For Jim Lovell, the flight of Apollo 8 made remarkably little difference to his life. As soon as the parades and parties ended, Jim returned to the program.
Why stop now, after getting within seventy miles of the moon's surface?
he thought. He became a backup to Apollo 11, which put him in the ideal position to get the assignment as commander for Apollo 13, scheduled to land on the moon sometime in the next two years. He would then become the fifth man to walk on the surface of another world.
Unfortunately, halfway to the moon Apollo 13's oxygen tank exploded. To get the men home alive and unharmed demanded tremendous patience and technical skill, both by the astronauts themselves and their colleagues at NASA.

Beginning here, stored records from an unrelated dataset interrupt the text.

//! qspace-instrument: instrument geometry and the live event packet codec.
//!
//! # Key Components
//!
//! - [`InstrumentCalibration`] - L1, T0 shift and detector grids, loaded
//!   from JSON and validated once
//! - [`TofToQMap`] - per-pixel tables turning `(tof, pixel id)` into a Q
//!   vector and weight
//! - [`PacketCodec`] - classification and decoding of UDP command and
//!   data packets

mod calibration;
pub mod error;
mod grid;
mod instrument;
pub mod packet;
pub mod q_map;

pub use calibration::{InstrumentCalibration, PixelLocation};
pub use error::{Error, Result};
pub use grid::DetectorGrid;
pub use instrument::Instrument;
pub use packet::{ByteOrder, DataPacket, Packet, PacketCodec};
pub use q_map::{IncidentSpectrum, MappedBatch, TofToQMap, ANGST_PER_US_PER_M};
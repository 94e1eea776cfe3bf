//! The message queue and the loop that drains it.

use std::sync::atomic::{AtomicBool, Ordering};
use std::sync::mpsc::{channel, Receiver, RecvTimeoutError, Sender, TryRecvError};
use std::sync::Arc;
use std::time::Duration;

use qspace_algorithms::{MapperConfig, QuickIntegrateConfig};
use qspace_core::Histogram3D;
use qspace_io::LoaderConfig;

use crate::handlers::{
    DqHandler, FileLoadHandler, HistogramHandler, MapperHandler, PeakFileHandler,
    QuickIntegrateHandler,
};
use crate::message::{Message, MessageKind};
use crate::router::{Handler, Router};
use crate::shared::PipelineState;
use crate::{Error, Result};

/// Bins per axis of the live histogram.
pub const DEFAULT_NUM_BINS: usize = 256;
/// Half-width of the histogram before any instrument is set.
pub const DEFAULT_MAX_Q: f64 = 25.0;

/// Pipeline configuration.
#[derive(Clone, Debug)]
pub struct PipelineConfig {
    pub num_bins: usize,
    pub max_q: f64,
    /// Accumulate event weights instead of counts.
    pub use_weights: bool,
    pub mapper: MapperConfig,
    pub loader: LoaderConfig,
    pub quick_integrate: QuickIntegrateConfig,
}

impl Default for PipelineConfig {
    fn default() -> Self {
        Self {
            num_bins: DEFAULT_NUM_BINS,
            max_q: DEFAULT_MAX_Q,
            use_weights: false,
            mapper: MapperConfig::default(),
            loader: LoaderConfig::default(),
            quick_integrate: QuickIntegrateConfig::default(),
        }
    }
}

impl PipelineConfig {
    #[must_use]
    pub fn with_num_bins(mut self, num_bins: usize) -> Self {
        self.num_bins = num_bins;
        self
    }

    #[must_use]
    pub fn with_max_q(mut self, max_q: f64) -> Self {
        self.max_q = max_q;
        self
    }

    #[must_use]
    pub fn with_use_weights(mut self, use_weights: bool) -> Self {
        self.use_weights = use_weights;
        self
    }

    #[must_use]
    pub fn with_mapper(mut self, mapper: MapperConfig) -> Self {
        self.mapper = mapper;
        self
    }

    #[must_use]
    pub fn with_loader(mut self, loader: LoaderConfig) -> Self {
        self.loader = loader;
        self
    }

    #[must_use]
    pub fn with_quick_integrate(mut self, quick_integrate: QuickIntegrateConfig) -> Self {
        self.quick_integrate = quick_integrate;
        self
    }
}

/// A single-consumer message queue with every handler registered.
///
/// Messages are processed strictly in the order they were posted. Follow-up
/// messages produced by a handler go to the back of the queue; messages it
/// forwards while running (file segments) are handled before it continues.
pub struct Pipeline {
    router: Router,
    sender: Sender<Message>,
    receiver: Receiver<Message>,
    state: Arc<PipelineState>,
}

impl Pipeline {
    /// Builds the shared state and registers the standard handlers.
    ///
    /// # Errors
    /// Returns an error if the initial histogram cannot be built.
    pub fn new(config: PipelineConfig) -> Result<Self> {
        if config.num_bins == 0 {
            return Err(Error::InvalidConfig("num_bins must be positive".to_string()));
        }
        let histogram = Histogram3D::cube(config.max_q, config.num_bins)?;
        let state = Arc::new(PipelineState::new(histogram));
        let (sender, receiver) = channel();

        let mut router = Router::new();
        router.register(Box::new(FileLoadHandler::new(config.loader)));
        router.register(Box::new(MapperHandler::new(Arc::clone(&state), config.mapper)));
        router.register(Box::new(HistogramHandler::new(
            Arc::clone(&state),
            config.num_bins,
            config.use_weights,
        )));
        router.register(Box::new(QuickIntegrateHandler::new(
            Arc::clone(&state),
            config.quick_integrate,
        )));
        router.register(Box::new(DqHandler::new()));
        router.register(Box::new(PeakFileHandler::new(Arc::clone(&state))));

        Ok(Self {
            router,
            sender,
            receiver,
            state,
        })
    }

    /// A handle for posting messages from other threads.
    #[must_use]
    pub fn sender(&self) -> Sender<Message> {
        self.sender.clone()
    }

    #[must_use]
    pub fn state(&self) -> &Arc<PipelineState> {
        &self.state
    }

    /// Adds a custom stage after the standard ones.
    pub fn register(&mut self, handler: Box<dyn Handler>) {
        self.router.register(handler);
    }

    /// Subscribes to copies of dispatched messages, e.g. results and
    /// errors for a front end.
    pub fn tap(&mut self, kinds: &[MessageKind]) -> Receiver<Message> {
        self.router.tap(kinds)
    }

    pub fn post(&self, message: Message) {
        // the receiver lives in self, so the send cannot fail
        let _ = self.sender.send(message);
    }

    fn dispatch(&mut self, message: &Message) {
        for follow_up in self.router.dispatch(message) {
            let _ = self.sender.send(follow_up);
        }
    }

    /// Handles queued messages, including their follow-ups, until the queue
    /// is empty. Returns how many were handled.
    pub fn process_pending(&mut self) -> usize {
        let mut handled = 0;
        loop {
            match self.receiver.try_recv() {
                Ok(message) => {
                    self.dispatch(&message);
                    handled += 1;
                }
                Err(TryRecvError::Empty | TryRecvError::Disconnected) => return handled,
            }
        }
    }

    /// Handles messages until `stop` is set, checking it at least every
    /// `poll`.
    pub fn run(&mut self, stop: &AtomicBool, poll: Duration) -> usize {
        let mut handled = 0;
        while !stop.load(Ordering::SeqCst) {
            match self.receiver.recv_timeout(poll) {
                Ok(message) => {
                    self.dispatch(&message);
                    handled += 1;
                }
                Err(RecvTimeoutError::Timeout) => {}
                Err(RecvTimeoutError::Disconnected) => break,
            }
        }
        log::debug!("pipeline stopped after {handled} messages");
        handled
    }
}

This meant, however, that Jim Lovell would never walk on the moon. In the 1970's the American space program was dying, and Jim could see that it might be years, if ever, that he would fly into space again. He decided it was time to leave NASA and try his hand in private enterprise. He went looking for something new to do with his life.
For four years he was president of a tugboat business in the Houston area. Then he became president of a telecommunications firm, selling business phone systems in the Southwest. Later, he was executive vice president for Cintol Corporation, which had purchased his Houston company. He and Marilyn moved back to the Midwest where they both had grown up, and built a home in the suburbs north of Chicago. As the years passed, the Lovells faded into the pleasant but obscure life of middle America. Once in a while a reporter would call to ask them about Jim's Apollo missions, but in general it seemed the country had lost interest in space. Jim and Marilyn watched their children grow up and go out on their own, becoming ordinary Americans in the never-ending, always changing American landscape.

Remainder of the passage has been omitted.